Please find the lines in the following records that hold "ORDER", and copy them.

[Collected data]

+ + + +

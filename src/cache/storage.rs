//! Cache storage trait and SQLite implementation.

use chrono::{DateTime, Utc};
use color_eyre::{eyre::eyre, Result};
use rusqlite::{params, Connection, OptionalExtension};
use std::path::{Path, PathBuf};
use std::sync::Mutex;
use url::Url;

use super::entry_key;
use super::CachedResponse;
use crate::http::Response;

/// Named caches of request URL -> response.
///
/// Every operation is atomic on its own; nothing spans calls. Entries are
/// addressed by URL without its fragment.
pub trait CacheStorage: Send + Sync {
  /// Create the named cache if it does not exist.
  fn open(&self, cache: &str) -> Result<()>;

  /// Whether the named cache exists.
  fn has(&self, cache: &str) -> Result<bool>;

  /// Delete a whole cache with its entries. Returns whether it existed.
  fn delete(&self, cache: &str) -> Result<bool>;

  /// Names of all existing caches.
  fn cache_names(&self) -> Result<Vec<String>>;

  /// Request URLs stored in a cache, empty if the cache does not exist.
  fn keys(&self, cache: &str) -> Result<Vec<Url>>;

  /// Look up the response stored for a URL.
  fn get(&self, cache: &str, url: &Url) -> Result<Option<CachedResponse>>;

  /// Store a response, replacing any previous entry. Creates the cache.
  fn put(&self, cache: &str, url: &Url, response: &Response) -> Result<()>;

  /// Remove one entry. Returns whether it existed.
  fn remove(&self, cache: &str, url: &Url) -> Result<bool>;
}

/// SQLite-based cache storage implementation.
pub struct SqliteStorage {
  conn: Mutex<Connection>,
}

impl SqliteStorage {
  /// Open (or create) the storage at the given path, or the default location.
  pub fn open(path: Option<&Path>) -> Result<Self> {
    let path = match path {
      Some(p) => p.to_path_buf(),
      None => Self::default_path()?,
    };

    // Ensure parent directory exists
    if let Some(parent) = path.parent() {
      std::fs::create_dir_all(parent)
        .map_err(|e| eyre!("Failed to create cache directory: {}", e))?;
    }

    let conn = Connection::open(&path)
      .map_err(|e| eyre!("Failed to open cache database at {}: {}", path.display(), e))?;

    Self::with_connection(conn)
  }

  /// Storage that lives only as long as the value.
  pub fn open_in_memory() -> Result<Self> {
    let conn = Connection::open_in_memory()
      .map_err(|e| eyre!("Failed to open in-memory cache database: {}", e))?;

    Self::with_connection(conn)
  }

  fn with_connection(conn: Connection) -> Result<Self> {
    let storage = Self {
      conn: Mutex::new(conn),
    };
    storage.run_migrations()?;

    Ok(storage)
  }

  /// Get the default database path.
  fn default_path() -> Result<PathBuf> {
    let data_dir = dirs::data_dir()
      .or_else(|| dirs::home_dir().map(|p| p.join(".local/share")))
      .ok_or_else(|| eyre!("Could not determine data directory"))?;

    Ok(data_dir.join("shellcache").join("cache.db"))
  }

  /// Run database migrations for cache tables.
  fn run_migrations(&self) -> Result<()> {
    let conn = self
      .conn
      .lock()
      .map_err(|e| eyre!("Lock poisoned: {}", e))?;

    conn
      .execute_batch(CACHE_SCHEMA)
      .map_err(|e| eyre!("Failed to run cache migrations: {}", e))?;

    Ok(())
  }
}

/// Schema for cache tables.
const CACHE_SCHEMA: &str = r#"
CREATE TABLE IF NOT EXISTS caches (
    name TEXT PRIMARY KEY,
    created_at TEXT NOT NULL DEFAULT (datetime('now'))
);

CREATE TABLE IF NOT EXISTS cache_entries (
    cache_name TEXT NOT NULL,
    url TEXT NOT NULL,
    response_url TEXT NOT NULL,
    status INTEGER NOT NULL,
    headers TEXT NOT NULL,
    body BLOB NOT NULL,
    cached_at TEXT NOT NULL DEFAULT (datetime('now')),
    PRIMARY KEY (cache_name, url)
);
"#;

impl CacheStorage for SqliteStorage {
  fn open(&self, cache: &str) -> Result<()> {
    let conn = self
      .conn
      .lock()
      .map_err(|e| eyre!("Lock poisoned: {}", e))?;

    conn
      .execute(
        "INSERT OR IGNORE INTO caches (name) VALUES (?)",
        params![cache],
      )
      .map_err(|e| eyre!("Failed to open cache {}: {}", cache, e))?;

    Ok(())
  }

  fn has(&self, cache: &str) -> Result<bool> {
    let conn = self
      .conn
      .lock()
      .map_err(|e| eyre!("Lock poisoned: {}", e))?;

    let found: Option<i64> = conn
      .query_row(
        "SELECT 1 FROM caches WHERE name = ?",
        params![cache],
        |row| row.get(0),
      )
      .optional()
      .map_err(|e| eyre!("Failed to look up cache {}: {}", cache, e))?;

    Ok(found.is_some())
  }

  fn delete(&self, cache: &str) -> Result<bool> {
    let mut conn = self
      .conn
      .lock()
      .map_err(|e| eyre!("Lock poisoned: {}", e))?;

    let tx = conn
      .transaction()
      .map_err(|e| eyre!("Failed to begin transaction: {}", e))?;

    tx.execute(
      "DELETE FROM cache_entries WHERE cache_name = ?",
      params![cache],
    )
    .map_err(|e| eyre!("Failed to delete entries of cache {}: {}", cache, e))?;

    let deleted = tx
      .execute("DELETE FROM caches WHERE name = ?", params![cache])
      .map_err(|e| eyre!("Failed to delete cache {}: {}", cache, e))?;

    tx.commit()
      .map_err(|e| eyre!("Failed to commit transaction: {}", e))?;

    Ok(deleted > 0)
  }

  fn cache_names(&self) -> Result<Vec<String>> {
    let conn = self
      .conn
      .lock()
      .map_err(|e| eyre!("Lock poisoned: {}", e))?;

    let mut stmt = conn
      .prepare("SELECT name FROM caches ORDER BY name")
      .map_err(|e| eyre!("Failed to prepare query: {}", e))?;

    let names = stmt
      .query_map([], |row| row.get(0))
      .map_err(|e| eyre!("Failed to list caches: {}", e))?
      .collect::<rusqlite::Result<Vec<String>>>()
      .map_err(|e| eyre!("Failed to read cache name: {}", e))?;

    Ok(names)
  }

  fn keys(&self, cache: &str) -> Result<Vec<Url>> {
    let conn = self
      .conn
      .lock()
      .map_err(|e| eyre!("Lock poisoned: {}", e))?;

    let mut stmt = conn
      .prepare("SELECT url FROM cache_entries WHERE cache_name = ? ORDER BY url")
      .map_err(|e| eyre!("Failed to prepare query: {}", e))?;

    let urls = stmt
      .query_map(params![cache], |row| row.get::<_, String>(0))
      .map_err(|e| eyre!("Failed to list entries of cache {}: {}", cache, e))?
      .collect::<rusqlite::Result<Vec<String>>>()
      .map_err(|e| eyre!("Failed to read entry url: {}", e))?;

    urls
      .iter()
      .map(|u| Url::parse(u).map_err(|e| eyre!("Corrupt cache key '{}': {}", u, e)))
      .collect()
  }

  fn get(&self, cache: &str, url: &Url) -> Result<Option<CachedResponse>> {
    let conn = self
      .conn
      .lock()
      .map_err(|e| eyre!("Lock poisoned: {}", e))?;

    let row: Option<(String, u16, String, Vec<u8>, String)> = conn
      .query_row(
        "SELECT response_url, status, headers, body, cached_at FROM cache_entries
         WHERE cache_name = ? AND url = ?",
        params![cache, entry_key(url)],
        |row| {
          Ok((
            row.get(0)?,
            row.get(1)?,
            row.get(2)?,
            row.get(3)?,
            row.get(4)?,
          ))
        },
      )
      .optional()
      .map_err(|e| eyre!("Failed to look up {} in cache {}: {}", url, cache, e))?;

    match row {
      Some((response_url, status, headers, body, cached_at_str)) => {
        let response = Response {
          url: Url::parse(&response_url)
            .map_err(|e| eyre!("Corrupt response url '{}': {}", response_url, e))?,
          status,
          headers: serde_json::from_str(&headers)
            .map_err(|e| eyre!("Failed to deserialize headers: {}", e))?,
          body,
        };
        let cached_at = parse_datetime(&cached_at_str)?;
        Ok(Some(CachedResponse {
          response,
          cached_at,
        }))
      }
      None => Ok(None),
    }
  }

  fn put(&self, cache: &str, url: &Url, response: &Response) -> Result<()> {
    let mut conn = self
      .conn
      .lock()
      .map_err(|e| eyre!("Lock poisoned: {}", e))?;
    let headers = serde_json::to_string(&response.headers)
      .map_err(|e| eyre!("Failed to serialize headers: {}", e))?;

    let tx = conn
      .transaction()
      .map_err(|e| eyre!("Failed to begin transaction: {}", e))?;

    tx.execute(
      "INSERT OR IGNORE INTO caches (name) VALUES (?)",
      params![cache],
    )
    .map_err(|e| eyre!("Failed to open cache {}: {}", cache, e))?;

    tx.execute(
      "INSERT OR REPLACE INTO cache_entries (cache_name, url, response_url, status, headers, body, cached_at)
       VALUES (?, ?, ?, ?, ?, ?, datetime('now'))",
      params![
        cache,
        entry_key(url),
        response.url.as_str(),
        response.status,
        headers,
        response.body
      ],
    )
    .map_err(|e| eyre!("Failed to store {} in cache {}: {}", url, cache, e))?;

    tx.commit()
      .map_err(|e| eyre!("Failed to commit transaction: {}", e))?;

    Ok(())
  }

  fn remove(&self, cache: &str, url: &Url) -> Result<bool> {
    let conn = self
      .conn
      .lock()
      .map_err(|e| eyre!("Lock poisoned: {}", e))?;

    let removed = conn
      .execute(
        "DELETE FROM cache_entries WHERE cache_name = ? AND url = ?",
        params![cache, entry_key(url)],
      )
      .map_err(|e| eyre!("Failed to remove {} from cache {}: {}", url, cache, e))?;

    Ok(removed > 0)
  }
}

/// Parse a datetime string from SQLite format.
fn parse_datetime(s: &str) -> Result<DateTime<Utc>> {
  // SQLite stores as "YYYY-MM-DD HH:MM:SS"
  chrono::NaiveDateTime::parse_from_str(s, "%Y-%m-%d %H:%M:%S")
    .map(|dt| dt.and_utc())
    .map_err(|e| eyre!("Failed to parse datetime '{}': {}", s, e))
}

+ + + +

● RESPONSE:
      .prepare("SELECT name FROM caches ORDER BY name")
      .prepare("SELECT url FROM cache_entries WHERE cache_name = ? ORDER BY url")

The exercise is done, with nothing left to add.